| The task |
Whichever lines include the word "Duration", copy them as they appear in the data.

Collected data entries

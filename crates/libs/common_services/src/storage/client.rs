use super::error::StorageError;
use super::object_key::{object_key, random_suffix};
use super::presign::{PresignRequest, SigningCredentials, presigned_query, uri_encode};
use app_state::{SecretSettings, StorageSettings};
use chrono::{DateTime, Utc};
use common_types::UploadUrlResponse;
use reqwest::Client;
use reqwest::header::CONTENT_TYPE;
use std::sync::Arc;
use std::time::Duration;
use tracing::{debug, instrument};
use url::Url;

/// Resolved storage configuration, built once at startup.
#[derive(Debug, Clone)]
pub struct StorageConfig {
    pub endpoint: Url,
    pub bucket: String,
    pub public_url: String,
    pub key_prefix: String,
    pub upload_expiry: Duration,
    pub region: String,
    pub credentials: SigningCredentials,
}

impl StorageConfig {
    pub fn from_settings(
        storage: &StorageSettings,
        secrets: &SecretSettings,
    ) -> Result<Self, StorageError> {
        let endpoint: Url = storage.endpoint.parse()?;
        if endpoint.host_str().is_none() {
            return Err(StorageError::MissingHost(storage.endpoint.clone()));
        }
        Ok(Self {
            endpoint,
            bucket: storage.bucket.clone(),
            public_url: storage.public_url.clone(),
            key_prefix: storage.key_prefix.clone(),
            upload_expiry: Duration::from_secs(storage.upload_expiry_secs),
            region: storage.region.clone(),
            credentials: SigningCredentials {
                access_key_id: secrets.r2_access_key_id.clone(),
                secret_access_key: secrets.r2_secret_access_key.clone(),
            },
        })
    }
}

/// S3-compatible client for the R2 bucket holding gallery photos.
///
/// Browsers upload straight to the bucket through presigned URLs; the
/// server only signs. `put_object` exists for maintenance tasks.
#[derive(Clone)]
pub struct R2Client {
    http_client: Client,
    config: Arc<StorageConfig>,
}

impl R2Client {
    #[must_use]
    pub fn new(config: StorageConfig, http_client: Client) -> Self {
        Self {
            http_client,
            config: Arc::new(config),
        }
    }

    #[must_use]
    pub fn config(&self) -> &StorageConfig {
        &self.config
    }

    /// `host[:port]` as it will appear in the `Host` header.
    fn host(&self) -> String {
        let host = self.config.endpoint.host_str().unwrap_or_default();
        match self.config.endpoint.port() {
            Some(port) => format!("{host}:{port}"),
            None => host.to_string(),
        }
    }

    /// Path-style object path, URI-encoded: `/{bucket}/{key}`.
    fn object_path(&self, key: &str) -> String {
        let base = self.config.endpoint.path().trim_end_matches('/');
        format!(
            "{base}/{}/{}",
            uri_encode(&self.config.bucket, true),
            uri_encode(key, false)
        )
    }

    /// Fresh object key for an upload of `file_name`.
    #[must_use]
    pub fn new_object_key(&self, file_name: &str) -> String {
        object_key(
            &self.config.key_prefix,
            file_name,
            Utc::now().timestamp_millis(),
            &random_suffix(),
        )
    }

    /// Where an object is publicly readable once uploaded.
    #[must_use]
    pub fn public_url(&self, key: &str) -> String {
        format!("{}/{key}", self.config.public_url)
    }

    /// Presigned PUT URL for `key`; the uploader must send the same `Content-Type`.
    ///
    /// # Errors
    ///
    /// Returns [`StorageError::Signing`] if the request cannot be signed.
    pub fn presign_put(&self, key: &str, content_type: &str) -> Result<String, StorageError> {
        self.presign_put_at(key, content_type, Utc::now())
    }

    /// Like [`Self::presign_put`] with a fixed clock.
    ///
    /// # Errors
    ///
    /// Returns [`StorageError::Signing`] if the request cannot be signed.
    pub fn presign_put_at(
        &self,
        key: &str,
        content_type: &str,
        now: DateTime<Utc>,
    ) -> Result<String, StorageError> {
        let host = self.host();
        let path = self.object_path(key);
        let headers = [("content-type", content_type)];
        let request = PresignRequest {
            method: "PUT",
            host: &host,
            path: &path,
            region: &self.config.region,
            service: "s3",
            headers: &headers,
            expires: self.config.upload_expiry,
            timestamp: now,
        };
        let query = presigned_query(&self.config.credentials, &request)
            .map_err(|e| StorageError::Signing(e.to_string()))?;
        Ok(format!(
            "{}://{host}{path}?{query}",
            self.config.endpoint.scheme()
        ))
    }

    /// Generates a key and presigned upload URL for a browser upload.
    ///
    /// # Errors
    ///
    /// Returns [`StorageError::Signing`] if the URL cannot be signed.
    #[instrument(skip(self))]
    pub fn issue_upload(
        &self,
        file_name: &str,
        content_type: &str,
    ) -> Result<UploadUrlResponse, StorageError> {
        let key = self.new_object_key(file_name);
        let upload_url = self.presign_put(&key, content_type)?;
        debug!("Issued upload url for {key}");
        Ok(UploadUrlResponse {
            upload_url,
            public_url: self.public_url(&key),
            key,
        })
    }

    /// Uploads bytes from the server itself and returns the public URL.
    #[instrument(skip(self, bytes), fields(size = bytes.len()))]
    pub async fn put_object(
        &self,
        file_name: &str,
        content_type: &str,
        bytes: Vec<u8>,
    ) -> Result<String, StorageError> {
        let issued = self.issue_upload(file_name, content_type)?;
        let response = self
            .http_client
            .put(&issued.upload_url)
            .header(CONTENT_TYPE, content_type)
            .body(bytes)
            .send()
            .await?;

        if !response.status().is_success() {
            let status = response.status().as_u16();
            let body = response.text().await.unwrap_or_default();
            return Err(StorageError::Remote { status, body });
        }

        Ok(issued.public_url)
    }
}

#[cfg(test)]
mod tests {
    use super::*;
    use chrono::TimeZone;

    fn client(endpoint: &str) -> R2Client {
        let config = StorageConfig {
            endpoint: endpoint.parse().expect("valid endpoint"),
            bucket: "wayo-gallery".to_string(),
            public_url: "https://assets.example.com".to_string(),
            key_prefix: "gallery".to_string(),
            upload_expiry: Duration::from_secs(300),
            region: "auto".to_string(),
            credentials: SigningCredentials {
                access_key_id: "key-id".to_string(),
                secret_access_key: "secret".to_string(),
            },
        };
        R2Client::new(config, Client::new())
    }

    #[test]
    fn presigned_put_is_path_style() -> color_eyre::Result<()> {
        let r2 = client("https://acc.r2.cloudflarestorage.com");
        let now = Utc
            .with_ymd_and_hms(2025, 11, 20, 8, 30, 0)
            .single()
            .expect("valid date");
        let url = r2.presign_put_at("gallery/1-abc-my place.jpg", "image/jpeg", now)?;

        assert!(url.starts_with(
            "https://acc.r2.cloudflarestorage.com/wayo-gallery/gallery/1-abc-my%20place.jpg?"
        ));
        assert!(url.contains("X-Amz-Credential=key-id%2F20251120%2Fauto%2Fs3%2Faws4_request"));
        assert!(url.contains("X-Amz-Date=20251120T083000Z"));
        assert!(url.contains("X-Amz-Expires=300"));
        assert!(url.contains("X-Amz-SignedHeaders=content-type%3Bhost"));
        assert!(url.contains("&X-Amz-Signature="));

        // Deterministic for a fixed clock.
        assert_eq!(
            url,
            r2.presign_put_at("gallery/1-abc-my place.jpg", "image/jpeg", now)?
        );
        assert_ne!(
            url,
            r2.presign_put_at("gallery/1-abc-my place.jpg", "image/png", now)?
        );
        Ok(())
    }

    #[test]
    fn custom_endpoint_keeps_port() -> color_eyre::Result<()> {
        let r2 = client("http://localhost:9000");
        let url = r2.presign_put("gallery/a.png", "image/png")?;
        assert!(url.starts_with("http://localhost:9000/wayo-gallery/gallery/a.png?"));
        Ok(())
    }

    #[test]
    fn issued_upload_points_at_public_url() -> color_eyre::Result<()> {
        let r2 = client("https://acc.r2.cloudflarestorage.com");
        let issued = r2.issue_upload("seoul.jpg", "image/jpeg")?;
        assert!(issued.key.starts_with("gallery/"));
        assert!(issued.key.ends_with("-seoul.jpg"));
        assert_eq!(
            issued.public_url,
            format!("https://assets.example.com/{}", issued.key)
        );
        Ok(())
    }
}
---
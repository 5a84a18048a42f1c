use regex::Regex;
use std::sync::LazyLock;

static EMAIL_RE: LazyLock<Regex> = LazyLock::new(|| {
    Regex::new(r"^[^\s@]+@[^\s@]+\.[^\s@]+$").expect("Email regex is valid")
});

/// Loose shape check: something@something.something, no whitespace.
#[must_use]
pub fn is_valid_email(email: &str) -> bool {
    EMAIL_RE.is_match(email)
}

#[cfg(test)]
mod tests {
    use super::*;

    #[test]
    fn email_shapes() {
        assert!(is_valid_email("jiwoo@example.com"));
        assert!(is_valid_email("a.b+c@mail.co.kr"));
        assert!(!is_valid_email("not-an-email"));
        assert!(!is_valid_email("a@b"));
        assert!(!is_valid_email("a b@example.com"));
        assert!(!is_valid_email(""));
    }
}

| Solution to this exercise |
use std::time::Duration;
    pub upload_expiry: Duration,
            upload_expiry: Duration::from_secs(storage.upload_expiry_secs),
            upload_expiry: Duration::from_secs(300),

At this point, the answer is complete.